I need to leave now. I have spent way to many hours at the office this week.

Wednesday, April 05, 2006

P.S.

From my highrise office I have a particularly good view of how the weather changes every few minutes...earlier the snowflakes caught in some strange whirlwind and complete fog and now amazing sun and the ships and the Statue of Liberty are back in view. Should bring a camera, but then I would really turn into one of those blogger girls who take bad pictures of uninteresting things and think thaht someone should care...

May have lost many battles, but won the war

Last night I received an envelope from Citibank. It was a thick envelope. Hands shaking slightly, with a lump in my throat, but with the hopefulness of a student who just got a thick letter back from one of the colleges she applied to, I opened it up - and there it was! A Citibank platinum credit card. With a very high credit limit. It may sound idiotic, but I felt like calling up all the various call center and store-card people who had rejected me - to let them know that I don't need them because I can go through the back door and use my law firm to help me become a real person over here.
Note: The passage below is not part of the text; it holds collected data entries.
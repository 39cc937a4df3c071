//! Pointer-tip and memory-tip resolvers.
//!
//! A tip list is an ordered set of [`TipSpec`]s with compiled target patterns.
//! Only the first applicable spec counts; contradictory tips are never merged.

use cbind_ir::{MemoryTip, PointerTip};

use crate::config::{PointerTips, TipSpec};
use crate::pattern::{NameMatcher, RegexMatcher};
use crate::ConfigError;

/// Common behavior of pointer and memory tips.
pub trait Tip: Copy + std::fmt::Debug {
    /// True for the `default` placeholder.
    fn is_placeholder(self) -> bool;
}

impl Tip for PointerTip {
    #[inline]
    fn is_placeholder(self) -> bool {
        PointerTip::is_placeholder(self)
    }
}

impl Tip for MemoryTip {
    #[inline]
    fn is_placeholder(self) -> bool {
        MemoryTip::is_placeholder(self)
    }
}

/// A member of an owner: parameter `index` of a function or field `index` of a
/// struct.
#[derive(Copy, Clone, Debug, PartialEq, Eq)]
pub struct MemberRef<'a> {
    pub index: usize,
    pub name: &'a str,
}

impl<'a> MemberRef<'a> {
    pub fn new(index: usize, name: &'a str) -> Self {
        MemberRef { index, name }
    }
}

/// Outcome of looking a name up in one list.
#[derive(Copy, Clone, Debug, PartialEq, Eq)]
enum Lookup<T> {
    /// A spec applied. `None` when it was an explicit `default`.
    Found(Option<T>),
    NotFound,
}

#[derive(Debug)]
struct CompiledTip<T> {
    matcher: RegexMatcher,
    self_tip: Option<T>,
    tips: Vec<T>,
}

/// An ordered, compiled tip list.
#[derive(Debug)]
pub struct TipList<T> {
    specs: Vec<CompiledTip<T>>,
}

impl<T: Tip> TipList<T> {
    pub fn compile(specs: &[TipSpec<T>]) -> Result<Self, ConfigError> {
        let specs = specs
            .iter()
            .map(|spec| {
                Ok(CompiledTip {
                    matcher: RegexMatcher::new(&spec.target)?,
                    self_tip: spec.self_tip,
                    tips: spec.tips.clone(),
                })
            })
            .collect::<Result<Vec<_>, ConfigError>>()?;
        Ok(TipList { specs })
    }

    pub fn is_empty(&self) -> bool {
        self.specs.is_empty()
    }

    /// Tip for a member: the owner's positional tip, else the member's own tip.
    fn member(&self, owner: &str, member: MemberRef<'_>) -> Lookup<T> {
        for spec in &self.specs {
            if let Some(&tip) = spec.tips.get(member.index) {
                if !tip.is_placeholder() && spec.matcher.matches(owner) {
                    return Lookup::Found(Some(tip));
                }
            }
            if let Some(tip) = spec.self_tip {
                if spec.matcher.matches(member.name) {
                    return Lookup::Found(Some(tip).filter(|t| !t.is_placeholder()));
                }
            }
        }
        Lookup::NotFound
    }

    /// Tip for a name itself.
    fn owner(&self, name: &str) -> Lookup<T> {
        self.specs
            .iter()
            .find(|spec| spec.self_tip.is_some() && spec.matcher.matches(name))
            .map_or(Lookup::NotFound, |spec| {
                Lookup::Found(spec.self_tip.filter(|t| !t.is_placeholder()))
            })
    }

    fn lookup(&self, owner: &str, member: Option<MemberRef<'_>>) -> Lookup<T> {
        match member {
            Some(member) => self.member(owner, member),
            None => self.owner(owner),
        }
    }
}

/// Pointer-tip scope consulted before the global `any` list.
#[derive(Copy, Clone, Debug, PartialEq, Eq, Hash)]
pub enum TipScope {
    Function,
    Struct,
    /// Only the global list.
    Any,
}

/// Resolves pointer and memory tips.
#[derive(Debug)]
pub struct TipResolver {
    function: TipList<PointerTip>,
    structs: TipList<PointerTip>,
    any: TipList<PointerTip>,
    memory: TipList<MemoryTip>,
}

impl TipResolver {
    pub fn new(
        pointer: &PointerTips,
        memory: &[TipSpec<MemoryTip>],
    ) -> Result<Self, ConfigError> {
        Ok(TipResolver {
            function: TipList::compile(&pointer.function)?,
            structs: TipList::compile(&pointer.structs)?,
            any: TipList::compile(&pointer.any)?,
            memory: TipList::compile(memory)?,
        })
    }

    /// Pointer tip for `owner` itself (`member` is `None`) or for one of its
    /// members.
    ///
    /// The scope's own list is consulted first, then the global list.
    pub fn resolve_pointer_tip(
        &self,
        scope: TipScope,
        owner: &str,
        member: Option<MemberRef<'_>>,
    ) -> Option<PointerTip> {
        let scoped = match scope {
            TipScope::Function => Some(&self.function),
            TipScope::Struct => Some(&self.structs),
            TipScope::Any => None,
        };
        for list in scoped.into_iter().chain(Some(&self.any)) {
            if let Lookup::Found(tip) = list.lookup(owner, member) {
                return tip;
            }
        }
        None
    }

    /// Memory tip for a struct (`member` is `None`) or one of its fields.
    pub fn resolve_memory_tip(
        &self,
        owner: &str,
        member: Option<MemberRef<'_>>,
    ) -> Option<MemoryTip> {
        match self.memory.lookup(owner, member) {
            Lookup::Found(tip) => tip,
            Lookup::NotFound => None,
        }
    }
}

#[cfg(test)]
mod tests;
Of course, I should really not be proud of myself. For all the bad things I say about my clients, some of my bosses and the corporate world in general (on a daily basis, might I add), I am just like them - taking advantage of the "good things" it has to offer. David thinks that I am prejudiced against rich people. I think that is true. That is partly why I make a point of talking to the poorest people (my mail guy and cleaning personnel friends) with the most attention. I assume that they are good and interesting people because they are poor and ignored. So I give them a chance. Meanwhile, I assume that my bosses and clients are bad and boring people because they make a lot of money and are not shy about it. So I don't give them a chance. Meanwhile, I am a hypocrite and a fraud.

This is only partly true. Long years of experience with investment bankers have left no doubt in my mind that pretty much anyone who attends an Ivy League business school in the U.S. (regardless of what kind of person they might have been prior to that) is injected with some kind of special serum that turns them into pompous, unbearably arrogant and unpleasant a-holes, who from then on remain convinced that the world would stop spinning without them. This firm belief of mine would be difficult (if not impossible) to shake. However, I maybe should be a little more patient with corporate lawyers...after all they (we) are slaves to those described in the previous sentence and that, in itself, is punishment enough.